■ **The task**
Among the records below, which lines contain the string "format"? Report them.

-------- Input data

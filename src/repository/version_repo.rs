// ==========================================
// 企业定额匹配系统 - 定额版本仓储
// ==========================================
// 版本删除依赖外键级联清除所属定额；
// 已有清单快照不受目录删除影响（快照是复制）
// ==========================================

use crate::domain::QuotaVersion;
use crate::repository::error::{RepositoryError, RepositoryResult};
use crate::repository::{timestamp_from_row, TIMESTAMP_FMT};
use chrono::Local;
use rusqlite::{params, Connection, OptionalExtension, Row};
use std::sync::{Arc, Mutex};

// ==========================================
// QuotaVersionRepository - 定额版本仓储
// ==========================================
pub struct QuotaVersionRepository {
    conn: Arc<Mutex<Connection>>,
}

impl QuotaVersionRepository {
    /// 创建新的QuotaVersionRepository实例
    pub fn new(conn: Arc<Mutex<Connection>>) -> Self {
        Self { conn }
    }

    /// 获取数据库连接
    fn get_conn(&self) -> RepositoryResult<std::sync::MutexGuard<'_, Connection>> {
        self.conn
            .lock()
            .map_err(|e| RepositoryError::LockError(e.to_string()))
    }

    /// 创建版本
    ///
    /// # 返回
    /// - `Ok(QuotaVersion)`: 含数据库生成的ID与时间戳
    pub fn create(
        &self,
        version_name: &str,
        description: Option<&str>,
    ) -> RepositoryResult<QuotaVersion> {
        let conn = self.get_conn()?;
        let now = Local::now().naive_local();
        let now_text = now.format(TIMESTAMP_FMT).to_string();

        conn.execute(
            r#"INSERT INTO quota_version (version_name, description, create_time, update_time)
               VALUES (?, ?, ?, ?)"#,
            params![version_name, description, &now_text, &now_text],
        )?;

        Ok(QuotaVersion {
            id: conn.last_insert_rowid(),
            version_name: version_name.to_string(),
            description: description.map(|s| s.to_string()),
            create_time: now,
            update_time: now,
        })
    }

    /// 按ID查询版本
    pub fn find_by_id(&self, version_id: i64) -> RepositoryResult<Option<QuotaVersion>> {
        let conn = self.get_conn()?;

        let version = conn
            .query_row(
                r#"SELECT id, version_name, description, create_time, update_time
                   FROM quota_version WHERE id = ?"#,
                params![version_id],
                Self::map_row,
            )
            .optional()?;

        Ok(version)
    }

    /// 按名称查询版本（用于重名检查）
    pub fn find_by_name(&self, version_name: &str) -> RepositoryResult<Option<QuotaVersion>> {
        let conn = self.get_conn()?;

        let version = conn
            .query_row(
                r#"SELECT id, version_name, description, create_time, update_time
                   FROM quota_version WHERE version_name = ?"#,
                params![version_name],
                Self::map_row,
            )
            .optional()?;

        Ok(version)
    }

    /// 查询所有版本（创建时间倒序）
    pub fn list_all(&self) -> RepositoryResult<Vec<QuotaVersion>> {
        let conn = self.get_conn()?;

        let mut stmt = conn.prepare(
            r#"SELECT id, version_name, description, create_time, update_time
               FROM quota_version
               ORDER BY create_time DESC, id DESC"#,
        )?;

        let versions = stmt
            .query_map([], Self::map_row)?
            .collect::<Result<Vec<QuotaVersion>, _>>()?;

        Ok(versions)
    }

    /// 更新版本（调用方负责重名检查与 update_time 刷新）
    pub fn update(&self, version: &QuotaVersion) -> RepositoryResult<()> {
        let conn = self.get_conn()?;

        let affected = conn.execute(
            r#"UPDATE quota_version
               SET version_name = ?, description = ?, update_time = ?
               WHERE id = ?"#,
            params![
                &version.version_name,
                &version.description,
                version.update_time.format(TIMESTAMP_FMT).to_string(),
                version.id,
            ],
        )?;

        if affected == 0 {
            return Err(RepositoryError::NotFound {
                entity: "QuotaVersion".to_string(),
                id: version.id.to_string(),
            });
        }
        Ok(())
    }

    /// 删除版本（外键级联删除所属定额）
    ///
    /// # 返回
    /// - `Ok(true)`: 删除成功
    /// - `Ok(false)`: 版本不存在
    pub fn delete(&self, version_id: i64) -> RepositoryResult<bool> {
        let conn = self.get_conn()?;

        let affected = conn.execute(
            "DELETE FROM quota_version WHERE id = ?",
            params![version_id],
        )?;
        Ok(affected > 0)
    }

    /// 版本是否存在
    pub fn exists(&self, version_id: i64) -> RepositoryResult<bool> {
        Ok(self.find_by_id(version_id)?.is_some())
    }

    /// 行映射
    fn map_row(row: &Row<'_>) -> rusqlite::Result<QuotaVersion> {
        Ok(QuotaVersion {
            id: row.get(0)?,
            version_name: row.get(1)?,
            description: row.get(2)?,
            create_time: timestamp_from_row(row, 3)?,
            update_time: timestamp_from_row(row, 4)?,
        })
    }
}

----------------
-------- Input data

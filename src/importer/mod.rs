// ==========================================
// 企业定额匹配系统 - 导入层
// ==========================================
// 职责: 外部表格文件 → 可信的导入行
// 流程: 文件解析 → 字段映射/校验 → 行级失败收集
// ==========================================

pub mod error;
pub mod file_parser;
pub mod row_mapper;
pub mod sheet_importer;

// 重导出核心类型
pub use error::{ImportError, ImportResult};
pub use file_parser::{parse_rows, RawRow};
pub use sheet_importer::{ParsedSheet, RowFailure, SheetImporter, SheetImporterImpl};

----------------
-------- Input data

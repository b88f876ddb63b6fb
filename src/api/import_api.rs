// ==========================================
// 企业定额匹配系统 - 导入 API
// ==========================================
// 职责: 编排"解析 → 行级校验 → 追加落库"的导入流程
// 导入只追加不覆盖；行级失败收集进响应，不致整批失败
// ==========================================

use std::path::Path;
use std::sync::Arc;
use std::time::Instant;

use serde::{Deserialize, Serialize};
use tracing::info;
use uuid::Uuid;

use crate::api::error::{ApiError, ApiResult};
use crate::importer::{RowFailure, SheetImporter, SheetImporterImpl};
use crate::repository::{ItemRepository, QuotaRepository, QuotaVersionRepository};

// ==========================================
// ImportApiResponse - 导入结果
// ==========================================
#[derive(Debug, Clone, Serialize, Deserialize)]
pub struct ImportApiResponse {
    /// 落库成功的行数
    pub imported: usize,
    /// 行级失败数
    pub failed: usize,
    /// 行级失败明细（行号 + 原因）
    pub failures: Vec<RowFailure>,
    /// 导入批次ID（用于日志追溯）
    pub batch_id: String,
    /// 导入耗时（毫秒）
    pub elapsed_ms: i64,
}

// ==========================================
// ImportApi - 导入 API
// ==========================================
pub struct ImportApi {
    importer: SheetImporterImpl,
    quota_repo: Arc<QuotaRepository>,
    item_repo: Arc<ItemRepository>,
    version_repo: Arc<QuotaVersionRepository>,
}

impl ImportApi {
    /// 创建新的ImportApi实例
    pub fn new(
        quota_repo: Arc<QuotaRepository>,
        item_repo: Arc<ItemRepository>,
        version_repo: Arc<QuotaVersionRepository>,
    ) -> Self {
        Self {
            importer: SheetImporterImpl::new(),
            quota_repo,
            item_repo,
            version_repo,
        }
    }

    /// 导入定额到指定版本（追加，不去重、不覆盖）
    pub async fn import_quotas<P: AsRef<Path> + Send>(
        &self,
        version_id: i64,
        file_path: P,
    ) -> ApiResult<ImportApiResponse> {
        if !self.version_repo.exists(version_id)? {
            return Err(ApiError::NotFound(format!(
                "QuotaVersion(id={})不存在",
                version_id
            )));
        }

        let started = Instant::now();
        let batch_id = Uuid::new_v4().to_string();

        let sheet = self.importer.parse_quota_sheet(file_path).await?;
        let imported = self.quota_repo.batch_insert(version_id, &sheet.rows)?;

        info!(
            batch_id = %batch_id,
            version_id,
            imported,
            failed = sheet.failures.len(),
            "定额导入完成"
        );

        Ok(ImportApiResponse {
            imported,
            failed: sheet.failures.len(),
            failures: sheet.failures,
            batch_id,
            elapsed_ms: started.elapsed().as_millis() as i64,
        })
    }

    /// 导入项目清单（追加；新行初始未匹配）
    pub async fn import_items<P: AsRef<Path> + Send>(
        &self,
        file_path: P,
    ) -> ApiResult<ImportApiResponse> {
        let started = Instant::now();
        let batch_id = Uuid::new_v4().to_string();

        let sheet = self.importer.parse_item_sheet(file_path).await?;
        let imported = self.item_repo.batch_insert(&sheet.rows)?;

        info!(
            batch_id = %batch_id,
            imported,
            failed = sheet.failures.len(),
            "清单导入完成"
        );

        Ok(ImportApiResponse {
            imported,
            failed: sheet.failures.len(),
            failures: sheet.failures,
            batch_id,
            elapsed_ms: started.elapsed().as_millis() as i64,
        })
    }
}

----------------

■ **Result of the exercise**
        let now_text = now.format(TIMESTAMP_FMT).to_string();
                version.update_time.format(TIMESTAMP_FMT).to_string(),
            return Err(ApiError::NotFound(format!(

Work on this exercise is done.